◆ **Task prompt**
Scan the entries below for the word "lookup" and copy every line where it turns up.
★ ★ ★ ★ ★ ★ ★
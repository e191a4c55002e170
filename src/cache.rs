//! Direct-mapped region/chunk caches. No LRU, no hash map -- each position
//! hashes to exactly one slot, and a miss simply evicts whatever was there.
//! Positions that fail to decode are remembered in a "broken" set so a
//! corrupt region or chunk is never retried.

use std::collections::HashSet;
use std::path::PathBuf;

use bitflags::bitflags;
use tracing::warn;

use crate::chunk::{self, Chunk, WorldCrop};
use crate::geometry::{BlockPos, ChunkPos, LocalBlockPos, RegionPos, CHUNK_LOW};
use crate::region::{self, LoadChunkStatus, RegionFile};
use crate::registry::BlockStateRegistry;

const RSIZE: usize = 1024;
const RMASK: i32 = (RSIZE - 1) as i32;
const RWIDTH: i32 = 31;

const CSIZE: usize = 4096;
const CMASK: i32 = (CSIZE - 1) as i32;
const CWIDTH: i32 = 63;

bitflags! {
    /// Which fields of a [`Block`] a caller actually wants populated;
    /// unset fields keep their zero-ish defaults.
    #[derive(Debug, Clone, Copy, PartialEq, Eq)]
    pub struct GetFields: u8 {
        const ID         = 0b0001;
        const BIOME      = 0b0010;
        const BLOCK_LIGHT = 0b0100;
        const SKY_LIGHT  = 0b1000;
        const ALL = Self::ID.bits() | Self::BIOME.bits() | Self::BLOCK_LIGHT.bits() | Self::SKY_LIGHT.bits();
    }
}

/// A block queried out of the cache; `fields_set` records which of `id`,
/// `biome`, `block_light`, `sky_light` were actually requested and filled.
#[derive(Debug, Clone, Copy)]
pub struct Block {
    pub pos: BlockPos,
    pub id: u16,
    pub biome: u32,
    pub block_light: u8,
    pub sky_light: u8,
    pub fields_set: GetFields,
}

impl Block {
    fn absent(pos: BlockPos) -> Self {
        Self {
            pos,
            id: 0,
            biome: 0,
            block_light: 0,
            sky_light: 15,
            fields_set: GetFields::empty(),
        }
    }
}

fn region_cache_index(pos: RegionPos) -> usize {
    ((((pos.x + 4096) & RMASK) * RWIDTH + (pos.z + 4096)) & RMASK) as usize
}

fn chunk_cache_index(pos: ChunkPos) -> usize {
    ((((pos.x + 131072) & CMASK) * CWIDTH + (pos.z + 131072)) & CMASK) as usize
}

/// Caches open regions and decoded chunks for one world directory. Not
/// `Sync`/shareable: every lookup may mutate a cache slot or a broken set.
pub struct WorldCache<'r> {
    world_dir: PathBuf,
    rotation: u8,
    world_crop: Option<WorldCrop>,
    registry: &'r mut BlockStateRegistry,
    region_slots: Vec<Option<(RegionPos, RegionFile)>>,
    chunk_slots: Vec<Option<(ChunkPos, Chunk)>>,
    broken_regions: HashSet<RegionPos>,
    broken_chunks: HashSet<ChunkPos>,
}

impl<'r> WorldCache<'r> {
    pub fn new(
        world_dir: impl Into<PathBuf>,
        rotation: u8,
        world_crop: Option<WorldCrop>,
        registry: &'r mut BlockStateRegistry,
    ) -> Self {
        Self {
            world_dir: world_dir.into(),
            rotation,
            world_crop,
            registry,
            region_slots: (0..RSIZE).map(|_| None).collect(),
            chunk_slots: (0..CSIZE).map(|_| None).collect(),
            broken_regions: HashSet::new(),
            broken_chunks: HashSet::new(),
        }
    }

    /// Shared access to the registry backing this cache's decoded chunks;
    /// render code needs this to resolve block states without a second,
    /// conflicting borrow of the same registry.
    pub fn registry(&self) -> &BlockStateRegistry {
        self.registry
    }

    /// Undoes the world's rotation to recover the on-disk position.
    fn to_original(&self, pos: ChunkPos) -> ChunkPos {
        if self.rotation == 0 {
            pos
        } else {
            pos.rotated(4 - (self.rotation % 4))
        }
    }

    #[tracing::instrument(skip(self))]
    pub fn get_region(&mut self, pos: RegionPos) -> Option<&RegionFile> {
        if self.broken_regions.contains(&pos) {
            return None;
        }

        let slot = region_cache_index(pos);
        let hit = matches!(&self.region_slots[slot], Some((key, _)) if *key == pos);
        if !hit {
            let path = region::region_path(&self.world_dir, pos);
            if !path.exists() {
                return None;
            }
            let mut region = RegionFile::new(path);
            match region.read() {
                Ok(()) => {
                    self.region_slots[slot] = Some((pos, region));
                }
                Err(e) => {
                    warn!(?pos, error = %e, "region file broken");
                    self.region_slots[slot] = None;
                    self.broken_regions.insert(pos);
                    return None;
                }
            }
        }

        self.region_slots[slot].as_ref().map(|(_, region)| region)
    }

    #[tracing::instrument(skip(self))]
    pub fn get_chunk(&mut self, pos: ChunkPos) -> Option<&Chunk> {
        if self.broken_chunks.contains(&pos) {
            return None;
        }

        let slot = chunk_cache_index(pos);
        let hit = matches!(&self.chunk_slots[slot], Some((key, _)) if *key == pos);
        if !hit {
            let original = self.to_original(pos);
            let region_pos = original.region();
            let Some(region) = self.get_region(region_pos) else {
                return None;
            };

            match region.load_chunk(original) {
                Ok((LoadChunkStatus::Ok, Some(nbt))) => {
                    match chunk::from_nbt(&nbt, self.registry, self.rotation, self.world_crop, original) {
                        Ok(decoded) => {
                            self.chunk_slots[slot] = Some((pos, decoded));
                        }
                        Err(e) => {
                            warn!(?pos, error = %e, "chunk decode failed");
                            self.chunk_slots[slot] = None;
                            self.broken_chunks.insert(pos);
                            return None;
                        }
                    }
                }
                Ok((LoadChunkStatus::DoesNotExist, _)) => return None,
                Ok((LoadChunkStatus::Unreadable, _)) | Err(_) => {
                    self.chunk_slots[slot] = None;
                    self.broken_chunks.insert(pos);
                    return None;
                }
            }
        }

        self.chunk_slots[slot].as_ref().map(|(_, chunk)| chunk)
    }

    /// Fetches a single block, optionally using `hint_chunk` as a fast path
    /// when it already covers `pos` -- avoids a cache lookup on the common
    /// case of iterating straight down one chunk column.
    pub fn get_block(&mut self, pos: BlockPos, hint_chunk: Option<&Chunk>, fields: GetFields) -> Block {
        if pos.y < CHUNK_LOW * 16 {
            return Block::absent(pos);
        }

        let chunk_pos = ChunkPos::from_block(pos);
        let from_hint = hint_chunk.filter(|c| c.pos() == chunk_pos);

        let chunk = match from_hint {
            Some(c) => Some(c),
            None => self.get_chunk(chunk_pos),
        };

        let Some(chunk) = chunk else {
            return Block::absent(pos);
        };

        let local = LocalBlockPos::from_block(pos);
        let mut block = Block::absent(pos);

        if fields.contains(GetFields::ID) {
            block.id = chunk.get_block_id(local);
            block.fields_set |= GetFields::ID;
        }
        if fields.contains(GetFields::BIOME) {
            block.biome = chunk.get_biome_at(local);
            block.fields_set |= GetFields::BIOME;
        }
        if fields.contains(GetFields::BLOCK_LIGHT) {
            block.block_light = chunk.get_block_light(local);
            block.fields_set |= GetFields::BLOCK_LIGHT;
        }
        if fields.contains(GetFields::SKY_LIGHT) {
            block.sky_light = chunk.get_sky_light(local);
            block.fields_set |= GetFields::SKY_LIGHT;
        }
        block
    }
}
★ ★ ★ ★ ★ ★ ★
◆ **Result of this task**
/// `Sync`/shareable: every lookup may mutate a cache slot or a broken set.
    /// when it already covers `pos` -- avoids a cache lookup on the common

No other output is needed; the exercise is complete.